I was running some errands yesterday in NW OKC and spotted this on the back of a Mercury Villager minivan.
When I noticed the sticker, I thought "Yeah right... there's no way someone is driving around town with a porn site ad on the back of their minivan. It's probably just a weird goth band or something." So I grabbed my phone, went to GirlsChoke.com, and, well, yes way, someone is totally driving around town with a porn site sticker on the back of their minivan.
That may seem a little weird, tacky and gross, but at least there were not any stick figures having an orgy on the bottom right corner of the window. Also, the ad does provide a public service.

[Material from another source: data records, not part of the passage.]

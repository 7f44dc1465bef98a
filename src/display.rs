//! Text output for game logs and predictions

use crate::data::GameLog;
use crate::predict::{TrendOutcome, TrendPrediction};
use crate::{GameRecord, HoopsError, Result, Stat};
use std::fmt::Write;

/// Output format for command results
#[derive(Clone, Copy, Debug, PartialEq, Eq)]
pub enum OutputFormat {
    Table,
    Json,
    Csv,
}

impl std::str::FromStr for OutputFormat {
    type Err = String;

    fn from_str(s: &str) -> std::result::Result<Self, Self::Err> {
        match s.to_lowercase().as_str() {
            "table" => Ok(OutputFormat::Table),
            "json" => Ok(OutputFormat::Json),
            "csv" => Ok(OutputFormat::Csv),
            _ => Err(format!("Unknown format: {}. Use table, json, or csv.", s)),
        }
    }
}

/// Message shown for an expected, non-fatal condition
pub fn warning(message: &str) -> String {
    format!("⚠️  {}", message)
}

/// Format the game log as a table, most recent game first
pub fn format_game_table(games: &GameLog) -> String {
    let mut out = String::new();
    let _ = writeln!(
        out,
        "{:<14} {:<14} {:<5} {:>5} {:>5} {:>5} {:>5}",
        "Date", "Matchup", "Loc", "PTS", "REB", "AST", "PRA"
    );
    let _ = writeln!(out, "{}", "─".repeat(59));
    for game in games.most_recent_first() {
        let _ = writeln!(
            out,
            "{:<14} {:<14} {:<5} {:>5} {:>5} {:>5} {:>5}",
            game.date.format("%b %d, %Y").to_string(),
            game.matchup,
            game.location.to_string(),
            game.points,
            game.rebounds,
            game.assists,
            game.combined()
        );
    }
    out
}

/// Format the game log as CSV, most recent game first
pub fn format_game_csv(games: &GameLog) -> Result<String> {
    let mut writer = csv::Writer::from_writer(vec![]);
    writer.write_record(["date", "matchup", "location", "opponent", "pts", "reb", "ast", "pra"])?;
    for game in games.most_recent_first() {
        writer.write_record(csv_row(game))?;
    }
    finish_csv(writer)
}

fn csv_row(game: &GameRecord) -> [String; 8] {
    [
        game.date.to_string(),
        game.matchup.clone(),
        game.location.to_string(),
        game.opponent.clone(),
        game.points.to_string(),
        game.rebounds.to_string(),
        game.assists.to_string(),
        game.combined().to_string(),
    ]
}

fn finish_csv(writer: csv::Writer<Vec<u8>>) -> Result<String> {
    let data = writer
        .into_inner()
        .map_err(|e| HoopsError::Io(e.into_error()))?;
    String::from_utf8(data)
        .map_err(|e| HoopsError::Parse(format!("CSV output is not UTF-8: {}", e)))
}

/// Format a prediction for display
pub fn format_prediction(pred: &TrendPrediction, player: &str, opponent: &str) -> String {
    let mut rows = String::new();
    for trend in pred.trends() {
        let _ = writeln!(
            rows,
            "│  {:<10} {:>6.1}  {}",
            trend.stat.name(),
            trend.predicted,
            trend.line.direction()
        );
    }

    format!(
        r#"
┌─────────────────────────────────────────────────┐
│  {} vs {}: next game
├─────────────────────────────────────────────────┤
{}│  {:<10} {:>6.1}
│  Based on:  {} games
└─────────────────────────────────────────────────┘
"#,
        player,
        opponent,
        rows,
        Stat::Combined.name(),
        pred.combined(),
        pred.games_used
    )
}

fn not_enough_games(available: usize, required: usize) -> String {
    warning(&format!(
        "Not enough games to predict: found {}, need at least {}.",
        available, required
    ))
}

/// Warning for an outcome with too few games, None when a prediction was made
pub fn insufficient_warning(outcome: &TrendOutcome) -> Option<String> {
    match *outcome {
        TrendOutcome::Predicted(_) => None,
        TrendOutcome::InsufficientData {
            available,
            required,
        } => Some(not_enough_games(available, required)),
    }
}

/// Text for a prediction attempt, including the not-enough-games case
pub fn format_outcome(outcome: &TrendOutcome, player: &str, opponent: &str) -> String {
    match *outcome {
        TrendOutcome::Predicted(ref pred) => format_prediction(pred, player, opponent),
        TrendOutcome::InsufficientData {
            available,
            required,
        } => not_enough_games(available, required),
    }
}

/// Prediction as a JSON value
pub fn prediction_json(
    outcome: &TrendOutcome,
    player: &str,
    opponent: &str,
) -> serde_json::Value {
    match outcome {
        TrendOutcome::Predicted(pred) => serde_json::json!({
            "player": player,
            "opponent": opponent,
            "games_used": pred.games_used,
            "pts": pred.predicted(Stat::Points),
            "reb": pred.predicted(Stat::Rebounds),
            "ast": pred.predicted(Stat::Assists),
            "pra": pred.combined(),
            "trends": pred.trends(),
        }),
        TrendOutcome::InsufficientData {
            available,
            required,
        } => serde_json::json!({
            "player": player,
            "opponent": opponent,
            "insufficient_data": { "available": available, "required": required },
            "warning": insufficient_warning(outcome),
        }),
    }
}

/// Prediction as CSV (header + one row), or None when no prediction was made
pub fn prediction_csv(
    outcome: &TrendOutcome,
    player: &str,
    opponent: &str,
) -> Result<Option<String>> {
    let TrendOutcome::Predicted(pred) = outcome else {
        return Ok(None);
    };
    let mut writer = csv::Writer::from_writer(vec![]);
    writer.write_record(["player", "opponent", "games", "pts", "reb", "ast", "pra"])?;
    writer.write_record([
        player.to_string(),
        opponent.to_string(),
        pred.games_used.to_string(),
        format!("{:.2}", pred.predicted(Stat::Points)),
        format!("{:.2}", pred.predicted(Stat::Rebounds)),
        format!("{:.2}", pred.predicted(Stat::Assists)),
        format!("{:.2}", pred.combined()),
    ])?;
    finish_csv(writer).map(Some)
}

/// Game log CSV followed by the prediction CSV, or the warning when too few games
pub fn format_compare_csv(
    games: &GameLog,
    outcome: &TrendOutcome,
    player: &str,
    opponent: &str,
) -> Result<String> {
    let mut out = format_game_csv(games)?;
    out.push('\n');
    match prediction_csv(outcome, player, opponent)? {
        Some(csv) => out.push_str(&csv),
        None => {
            let _ = writeln!(out, "{}", format_outcome(outcome, player, opponent));
        }
    }
    Ok(out)
}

Apparently there are some people out there who are not aware there's an ample supply of free pornography on the internet. And of course, these people live in Lawton.
We know this thanks to Anthony Mercier. He was recently busted trying to steal $1,200 worth of "porn" from a Lawton video store.
Via KSWO:
A Lawton man is behind bars after he stole nearly $1,200 in pornography from Family Video.

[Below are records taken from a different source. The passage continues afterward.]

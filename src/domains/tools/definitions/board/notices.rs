//! Notice board search tool.

use futures::FutureExt;
use rmcp::{
    ErrorData as McpError,
    handler::server::tool::{ToolCallContext, ToolRoute, schema_for_type},
    model::{CallToolResult, Tool},
};
use schemars::JsonSchema;
use serde::Deserialize;
use std::sync::Arc;
use tracing::{info, instrument};

use crate::core::db::CampusStore;
use crate::domains::tools::definitions::common::{
    RecordList, found_summary, parse_arguments, records_result, store_error_result,
};

#[cfg(feature = "http")]
use crate::domains::tools::definitions::common::{parse_http_arguments, to_http_value};
#[cfg(feature = "http")]
use crate::domains::tools::ToolError;

/// Parameters for the notice search.
#[derive(Debug, Clone, Deserialize, JsonSchema)]
pub struct NoticesByKeywordParams {
    /// Text to look for in notice titles.
    #[schemars(description = "Keyword to find in the notice title")]
    pub keyword: String,
}

/// Notice search tool.
pub struct NoticesByKeywordTool;

impl NoticesByKeywordTool {
    /// Tool name as registered in MCP.
    pub const NAME: &'static str = "query_smu_notices_by_keyword";

    /// Tool description shown to clients.
    pub const DESCRIPTION: &'static str = "Search SMU notices (smu_notices) whose title contains a keyword. Returns every column of the matching rows; include any URLs in the answer.";

    /// Execute the tool logic.
    #[instrument(skip_all, fields(keyword = %params.keyword))]
    pub async fn execute(params: &NoticesByKeywordParams, store: &dyn CampusStore) -> CallToolResult {
        info!("Notice search: {}", params.keyword);
        match store.notices_by_keyword(&params.keyword).await {
            Ok(records) => {
                let summary = found_summary(
                    records.len(),
                    "notice",
                    &format!("title keyword '{}'", params.keyword),
                );
                records_result(summary, records)
            }
            Err(e) => store_error_result("query notices", &e),
        }
    }

    /// HTTP handler for this tool (for HTTP transport).
    #[cfg(feature = "http")]
    pub async fn http_handler(
        arguments: serde_json::Value,
        store: Arc<dyn CampusStore>,
    ) -> Result<serde_json::Value, ToolError> {
        let params: NoticesByKeywordParams = parse_http_arguments(arguments)?;
        let result = Self::execute(&params, store.as_ref()).await;
        to_http_value(&result)
    }

    /// Create a Tool model for this tool (metadata).
    pub fn to_tool() -> Tool {
        Tool {
            name: Self::NAME.into(),
            description: Some(Self::DESCRIPTION.into()),
            input_schema: schema_for_type::<NoticesByKeywordParams>().into(),
            annotations: None,
            output_schema: Some(schema_for_type::<RecordList>().into()),
            icons: None,
            meta: None,
            title: None,
        }
    }

    /// Create a ToolRoute for STDIO transport.
    pub fn create_route<S>(store: Arc<dyn CampusStore>) -> ToolRoute<S>
    where
        S: Send + Sync + 'static,
    {
        ToolRoute::new_dyn(Self::to_tool(), move |ctx: ToolCallContext<'_, S>| {
            let args = ctx.arguments.clone().unwrap_or_default();
            let store = store.clone();
            async move {
                let params: NoticesByKeywordParams = parse_arguments(args)?;
                Ok::<_, McpError>(Self::execute(&params, store.as_ref()).await)
            }
            .boxed()
        })
    }
}
//! Academic board tools: notices (`smu_notices`) and exams (`smu_exam`).

pub mod exams;
pub mod notices;

pub use exams::{ExamSearchParams, ExamSearchTool};
pub use notices::{NoticesByKeywordParams, NoticesByKeywordTool};
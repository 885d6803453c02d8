//! Meal lookup by date and category.
//!
//! The `date` column in `smu_meals` is not stored consistently (DATE values
//! next to `2025.08.27`-style text), so matching happens on the parsed
//! calendar date rather than on the raw column.

use futures::FutureExt;
use rmcp::{
    ErrorData as McpError,
    handler::server::tool::{ToolCallContext, ToolRoute, schema_for_type},
    model::{CallToolResult, Tool},
};
use schemars::JsonSchema;
use serde::Deserialize;
use std::sync::Arc;
use tracing::{info, instrument};

use chrono::NaiveDate;

use crate::core::db::CampusStore;
use crate::domains::tools::definitions::common::{
    RecordList, error_result, found_summary, parse_arguments, records_result, store_error_result,
};

#[cfg(feature = "http")]
use crate::domains::tools::definitions::common::{parse_http_arguments, to_http_value};
#[cfg(feature = "http")]
use crate::domains::tools::ToolError;

fn default_category() -> String {
    "lunch".to_string()
}

/// Parameters for the meal lookup.
#[derive(Debug, Clone, Deserialize, JsonSchema)]
pub struct MealsByDateCategoryParams {
    /// ISO date such as '2025-08-27'.
    #[schemars(description = "ISO date such as '2025-08-27'")]
    pub date_iso: String,

    /// Meal category: breakfast, lunch or dinner (case-insensitive).
    #[schemars(description = "'breakfast' | 'lunch' | 'dinner' (default: lunch)")]
    #[serde(default = "default_category")]
    pub category: String,
}

/// Meal lookup tool.
pub struct MealsByDateCategoryTool;

impl MealsByDateCategoryTool {
    /// Tool name as registered in MCP.
    pub const NAME: &'static str = "query_smu_meals_by_date_category";

    /// Tool description shown to clients.
    pub const DESCRIPTION: &'static str = "Look up SMU cafeteria meals (smu_meals) for a YYYY-MM-DD date and a category (breakfast/lunch/dinner). Call now_kr first when the user says 'today'.";

    /// Execute the tool logic.
    #[instrument(skip_all, fields(date = %params.date_iso, category = %params.category))]
    pub async fn execute(params: &MealsByDateCategoryParams, store: &dyn CampusStore) -> CallToolResult {
        // Compared as a calendar date; no zone conversion.
        let date = match NaiveDate::parse_from_str(params.date_iso.trim(), "%Y-%m-%d") {
            Ok(d) => d.format("%Y-%m-%d").to_string(),
            Err(_) => {
                return error_result(&format!(
                    "Invalid date: {}. Use 'YYYY-MM-DD'.",
                    params.date_iso
                ));
            }
        };
        info!("Meal lookup for {} / {}", date, params.category);

        match store.meals_by_date_category(&date, &params.category).await {
            Ok(records) => {
                let summary = found_summary(
                    records.len(),
                    "meal",
                    &format!("{} on {}", params.category.to_lowercase(), date),
                );
                records_result(summary, records)
            }
            Err(e) => store_error_result("query meals", &e),
        }
    }

    /// HTTP handler for this tool (for HTTP transport).
    #[cfg(feature = "http")]
    pub async fn http_handler(
        arguments: serde_json::Value,
        store: Arc<dyn CampusStore>,
    ) -> Result<serde_json::Value, ToolError> {
        let params: MealsByDateCategoryParams = parse_http_arguments(arguments)?;
        let result = Self::execute(&params, store.as_ref()).await;
        to_http_value(&result)
    }

    /// Create a Tool model for this tool (metadata).
    pub fn to_tool() -> Tool {
        Tool {
            name: Self::NAME.into(),
            description: Some(Self::DESCRIPTION.into()),
            input_schema: schema_for_type::<MealsByDateCategoryParams>().into(),
            annotations: None,
            output_schema: Some(schema_for_type::<RecordList>().into()),
            icons: None,
            meta: None,
            title: None,
        }
    }

    /// Create a ToolRoute for STDIO transport.
    pub fn create_route<S>(store: Arc<dyn CampusStore>) -> ToolRoute<S>
    where
        S: Send + Sync + 'static,
    {
        ToolRoute::new_dyn(Self::to_tool(), move |ctx: ToolCallContext<'_, S>| {
            let args = ctx.arguments.clone().unwrap_or_default();
            let store = store.clone();
            async move {
                let params: MealsByDateCategoryParams = parse_arguments(args)?;
                Ok::<_, McpError>(Self::execute(&params, store.as_ref()).await)
            }
            .boxed()
        })
    }
}

#[cfg(test)]
mod tests {
    use super::*;
    use crate::core::db::InMemoryStore;
    use crate::core::db::memory::StoredDate;
    use crate::domains::tools::definitions::common::test_support::*;

    fn seeded() -> InMemoryStore {
        let store = InMemoryStore::new();
        store.add_meal(
            "lunch",
            StoredDate::Date(NaiveDate::from_ymd_opt(2025, 8, 27).unwrap()),
            "제육볶음",
        );
        store.add_meal("Lunch", StoredDate::Text("2025.08.27".into()), "된장찌개");
        store.add_meal("dinner", StoredDate::Text("2025.08.27".into()), "짜장면");
        store
    }

    fn params(date: &str, category: &str) -> MealsByDateCategoryParams {
        MealsByDateCategoryParams {
            date_iso: date.into(),
            category: category.into(),
        }
    }

    #[tokio::test]
    async fn test_category_case_and_date_formats() {
        let store = seeded();
        let result = MealsByDateCategoryTool::execute(&params("2025-08-27", "Lunch"), &store).await;
        assert!(!is_error(&result));

        let data = structured(&result);
        assert_eq!(data["count"], 2);
        let meals: Vec<_> = data["records"]
            .as_array()
            .unwrap()
            .iter()
            .map(|r| r["meal"].as_str().unwrap())
            .collect();
        assert!(meals.contains(&"제육볶음"));
        assert!(meals.contains(&"된장찌개"));
    }

    #[tokio::test]
    async fn test_no_meals_is_not_an_error() {
        let store = seeded();
        let result = MealsByDateCategoryTool::execute(&params("2025-08-28", "lunch"), &store).await;
        assert!(!is_error(&result));
        assert_eq!(structured(&result)["count"], 0);
        assert!(first_text(&result).starts_with("No meal"));
    }

    #[tokio::test]
    async fn test_invalid_date_rejected() {
        let store = seeded();
        let result = MealsByDateCategoryTool::execute(&params("27/08/2025", "lunch"), &store).await;
        assert!(is_error(&result));
        assert!(first_text(&result).contains("27/08/2025"));
    }

    #[tokio::test]
    async fn test_datetime_input_not_shifted_into_next_day() {
        let store = seeded();
        let result =
            MealsByDateCategoryTool::execute(&params("2025-08-26T20:00:00Z", "lunch"), &store)
                .await;
        assert!(is_error(&result));
        assert!(first_text(&result).contains("YYYY-MM-DD"));
    }

    #[test]
    fn test_default_category_is_lunch() {
        let params: MealsByDateCategoryParams =
            serde_json::from_str(r#"{"date_iso": "2025-08-27"}"#).unwrap();
        assert_eq!(params.category, "lunch");
    }
}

Okay, let's just stop it right there and address some questions...
1. Oklahoma video stores can sell porn? Unless our legislature recently changed some laws at the Blue House, the answer is "No." Oklahoma retail outlets are only able to sell 3.2% porn. You know, stuff like "Red Shoe Diaries" or "Rochelle! Rochelle!"
2. Family Video has an adult video section? That may be the greatest oxymoron of all time. Before you know it, Mardel will start selling biblical erotica and Family Leisure will let swingers have sex in the showroom hot tubs.

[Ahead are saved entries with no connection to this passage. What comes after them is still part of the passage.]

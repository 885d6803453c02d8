//! Fixed-zone clock and date normalization.
//!
//! Every date the server reasons about lives in Korea Standard Time (UTC+9).
//! This module owns that zone, produces "now" snapshots in it, and turns the
//! loose date strings agents send into zone-qualified instants.

use chrono::format::{Parsed, StrftimeItems, parse};
use chrono::{
    DateTime, Duration, FixedOffset, NaiveDate, NaiveDateTime, NaiveTime, SecondsFormat, Utc,
};
use schemars::JsonSchema;
use serde::Serialize;
use thiserror::Error;

/// Offset of the server's fixed zone, in seconds east of UTC.
pub const KST_OFFSET_SECS: i32 = 9 * 3600;

/// Human-readable label for the fixed zone.
pub const TIMEZONE_LABEL: &str = "Asia/Seoul (KST, UTC+9)";

/// Offset-bearing layouts, tried after a trailing `Z` is rewritten to `+00:00`.
const OFFSET_FORMATS: &[&str] = &[
    "%Y-%m-%dT%H:%M:%S%.f%:z",
    "%Y-%m-%dT%H:%M%:z",
    "%Y-%m-%d %H:%M:%S%.f%:z",
    "%Y-%m-%d %H:%M%:z",
    "%Y-%m-%dT%H:%M:%S%.f%#z",
    "%Y-%m-%dT%H:%M%#z",
    "%Y-%m-%d %H:%M:%S%.f%#z",
    "%Y-%m-%d %H:%M%#z",
];

/// Offset-free layouts; the wall-clock time is taken as KST.
const NAIVE_FORMATS: &[&str] = &[
    "%Y-%m-%dT%H:%M:%S%.f",
    "%Y-%m-%dT%H:%M",
    "%Y-%m-%d %H:%M:%S%.f",
    "%Y-%m-%d %H:%M",
    "%Y%m%dT%H%M%S",
    "%Y%m%dT%H%M",
];

/// Offset-free layouts that stop at the hour; minutes default to zero.
const HOUR_FORMATS: &[&str] = &["%Y-%m-%dT%H", "%Y-%m-%d %H", "%Y%m%dT%H"];

const DATE_FORMAT: &str = "%Y-%m-%d";

const BASIC_DATE_FORMAT: &str = "%Y%m%d";

/// Errors produced while normalizing date strings.
#[derive(Debug, Error, PartialEq, Eq)]
pub enum ClockError {
    /// The input matched none of the accepted layouts.
    #[error("Invalid datetime format: {0}. Use 'YYYY-MM-DD' or ISO-like strings.")]
    InvalidFormat(String),
}

/// The fixed UTC+9 offset.
pub fn kst() -> FixedOffset {
    FixedOffset::east_opt(KST_OFFSET_SECS).expect("UTC+9 is a valid offset")
}

/// Current instant in KST.
pub fn now_kst() -> DateTime<FixedOffset> {
    Utc::now().with_timezone(&kst())
}

/// Format an instant as ISO-8601 with its offset.
///
/// Fractions are written as microseconds and dropped entirely when zero.
pub fn to_iso(dt: &DateTime<FixedOffset>) -> String {
    let format = if dt.timestamp_subsec_micros() == 0 {
        SecondsFormat::Secs
    } else {
        SecondsFormat::Micros
    };
    dt.to_rfc3339_opts(format, false)
}

/// Parse a free-form date/time string into a KST instant.
///
/// Accepted inputs:
/// - ISO-8601 with an offset (`2025-10-21T13:30:00+00:00`, `+0000`, `+00`, `...Z`),
///   converted to KST
/// - ISO-8601 without an offset (`2025-10-21T13:30`, `2025-10-21T13`), taken as KST
///   wall-clock time
/// - `YYYY-MM-DD HH:MM`
/// - `YYYY-MM-DD` or `YYYYMMDD`, at midnight
pub fn coerce_to_kst(input: &str) -> Result<DateTime<FixedOffset>, ClockError> {
    let s = input.trim();
    let tz = kst();

    let with_offset = match s.strip_suffix('Z').or_else(|| s.strip_suffix('z')) {
        Some(rest) => format!("{rest}+00:00"),
        None => s.to_string(),
    };

    for fmt in OFFSET_FORMATS {
        if let Ok(dt) = DateTime::parse_from_str(&with_offset, fmt) {
            return Ok(dt.with_timezone(&tz));
        }
    }

    for fmt in NAIVE_FORMATS {
        if let Ok(naive) = NaiveDateTime::parse_from_str(s, fmt) {
            return localize(naive, input);
        }
    }

    for fmt in HOUR_FORMATS {
        if let Some(naive) = parse_hour_only(s, fmt) {
            return localize(naive, input);
        }
    }

    for fmt in [DATE_FORMAT, BASIC_DATE_FORMAT] {
        if let Ok(date) = NaiveDate::parse_from_str(s, fmt) {
            return localize(date.and_time(NaiveTime::MIN), input);
        }
    }

    Err(ClockError::InvalidFormat(input.to_string()))
}

fn parse_hour_only(s: &str, fmt: &str) -> Option<NaiveDateTime> {
    let mut parsed = Parsed::new();
    parse(&mut parsed, s, StrftimeItems::new(fmt)).ok()?;
    parsed.set_minute(0).ok()?;
    parsed.to_naive_datetime_with_offset(0).ok()
}

fn localize(naive: NaiveDateTime, input: &str) -> Result<DateTime<FixedOffset>, ClockError> {
    naive
        .and_local_timezone(kst())
        .single()
        .ok_or_else(|| ClockError::InvalidFormat(input.to_string()))
}

/// Snapshot of the current moment, shaped for agents.
#[derive(Debug, Clone, Serialize, JsonSchema)]
pub struct ClockSnapshot {
    /// Full ISO-8601 timestamp with offset.
    pub iso: String,
    /// `YYYY-MM-DD`.
    pub date: String,
    /// `HH:MM:SS`.
    pub time: String,
    /// English weekday name, e.g. `Tuesday`.
    pub weekday: String,
    /// Zone label.
    pub tz: String,
}

impl ClockSnapshot {
    /// Build a snapshot for the given instant.
    pub fn at(now: &DateTime<FixedOffset>) -> Self {
        Self {
            iso: to_iso(now),
            date: now.format(DATE_FORMAT).to_string(),
            time: now.format("%H:%M:%S").to_string(),
            weekday: now.format("%A").to_string(),
            tz: TIMEZONE_LABEL.to_string(),
        }
    }

    /// Snapshot of the current moment.
    pub fn now() -> Self {
        Self::at(&now_kst())
    }
}

/// Calendar date `days` away from `now`, formatted `YYYY-MM-DD`.
pub fn shifted_date(now: &DateTime<FixedOffset>, days: i64) -> String {
    (*now + Duration::days(days)).format(DATE_FORMAT).to_string()
}

#[cfg(test)]
mod tests {
    use super::*;
    use chrono::{Datelike, TimeZone, Timelike};

    fn at(y: i32, m: u32, d: u32, h: u32, min: u32) -> DateTime<FixedOffset> {
        kst().with_ymd_and_hms(y, m, d, h, min, 0).unwrap()
    }

    #[test]
    fn test_date_only_is_midnight() {
        let dt = coerce_to_kst("2025-10-21").unwrap();
        assert_eq!(dt, at(2025, 10, 21, 0, 0));
        assert_eq!(to_iso(&dt), "2025-10-21T00:00:00+09:00");
    }

    #[test]
    fn test_equivalent_formats_agree() {
        let expected = at(2025, 10, 21, 13, 30);
        for input in [
            "2025-10-21 13:30",
            "2025-10-21T13:30",
            "2025-10-21T13:30:00",
            "2025-10-21T13:30:00+09:00",
            "2025-10-21T04:30:00Z",
            "2025-10-21T04:30:00+00:00",
            "2025-10-21T13:30:00+09",
            "2025-10-21T13:30:00+0900",
            "20251021T133000",
            "  2025-10-21 13:30  ",
        ] {
            assert_eq!(coerce_to_kst(input).unwrap(), expected, "input: {input}");
        }
    }

    #[test]
    fn test_hour_only_and_basic_date() {
        assert_eq!(coerce_to_kst("2025-10-21T13").unwrap(), at(2025, 10, 21, 13, 0));
        assert_eq!(coerce_to_kst("2025-10-21 13").unwrap(), at(2025, 10, 21, 13, 0));
        assert_eq!(coerce_to_kst("20251021").unwrap(), at(2025, 10, 21, 0, 0));
        assert!(coerce_to_kst("2025-10-21T25").is_err());
    }

    #[test]
    fn test_iso_uses_microseconds() {
        let dt = coerce_to_kst("2025-10-21T13:30:15.123456789").unwrap();
        assert_eq!(to_iso(&dt), "2025-10-21T13:30:15.123456+09:00");
        let dt = coerce_to_kst("2025-10-21T13:30:15.250").unwrap();
        assert_eq!(to_iso(&dt), "2025-10-21T13:30:15.250000+09:00");
    }

    #[test]
    fn test_offset_input_is_converted() {
        let dt = coerce_to_kst("2025-10-20T20:00:00-05:00").unwrap();
        assert_eq!(dt.offset().local_minus_utc(), KST_OFFSET_SECS);
        assert_eq!(dt.day(), 21);
        assert_eq!(dt.hour(), 10);
    }

    #[test]
    fn test_fractional_seconds() {
        let dt = coerce_to_kst("2025-10-21T13:30:15.250").unwrap();
        assert_eq!(dt.second(), 15);
        assert_eq!(dt.nanosecond(), 250_000_000);
    }

    #[test]
    fn test_invalid_inputs_rejected() {
        for input in ["", "tomorrow", "2025/10/21", "21-10-2025", "2025-13-01", "10월 21일"] {
            let err = coerce_to_kst(input).unwrap_err();
            assert_eq!(err, ClockError::InvalidFormat(input.to_string()));
        }
    }

    #[test]
    fn test_error_message_names_input() {
        let err = coerce_to_kst("next friday").unwrap_err();
        assert!(err.to_string().contains("next friday"));
    }

    #[test]
    fn test_snapshot_fields() {
        let snap = ClockSnapshot::at(&at(2025, 8, 27, 9, 5));
        assert_eq!(snap.date, "2025-08-27");
        assert_eq!(snap.time, "09:05:00");
        assert_eq!(snap.weekday, "Wednesday");
        assert_eq!(snap.iso, "2025-08-27T09:05:00+09:00");
        assert_eq!(snap.tz, TIMEZONE_LABEL);
    }

    #[test]
    fn test_shifted_date_crosses_month() {
        let now = at(2025, 3, 1, 0, 30);
        assert_eq!(shifted_date(&now, -1), "2025-02-28");
        assert_eq!(shifted_date(&now, 1), "2025-03-02");
    }
}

3. Why was the guy stealing from Family Video? Isn't this the same place that lets you rent 10 movies for $1 without any late fees? That would be like jacking a pizza from Cici's. It's about as stupid as paying for porn.
Here's the rest of the story. Like most things in Lawton, it involves cigarette lighters and the smell of burning plastic:
Anthony Mercier, 44, walked into Family Video Tuesday evening and went into the adult movie section. The employee at the front desk recognized him as a suspect in previous thefts and called officers to the store.
The employee and police watched as Mercier would select a video from the shelf, move to a different area of the store out of view and eventually put the movie cover back in its place. Mercier was seen doing this with several videos over a 45-minute period. The employee and police also noticed the smell of burning plastic. Police say this is a common way to remove the security device from the DVD case.
Mercier was reported to have been in the store earlier and several empty DVD cases were found with burn marks.
One of the officers in the store grabbed Mercier's arm as he tried to leave the store and several of the stolen DVDs fell out of his coat. They were afraid he would run once he saw the police vehicles outside of the store.
The officer and the employee recovered 21 empty DVD cases with burn marks from the store and 29 pornographic DVDs from Mercier's jacket. Twenty-one of the 29 videos matched the empty cases. The other eight videos are believed to have been stolen earlier in the day. Police also found 23 security tabs in Mercier's front right pocket.
Later, Mercier spontaneously told police that he was sorry for stealing the videos and admitted to using a lighter to bypass the security devices.
That's pretty sad. I think Knuckles should reach out to this guy and console him. Maybe write a rap song about him called "Porn Stealing Blues" or send home to GirlsChoke.com.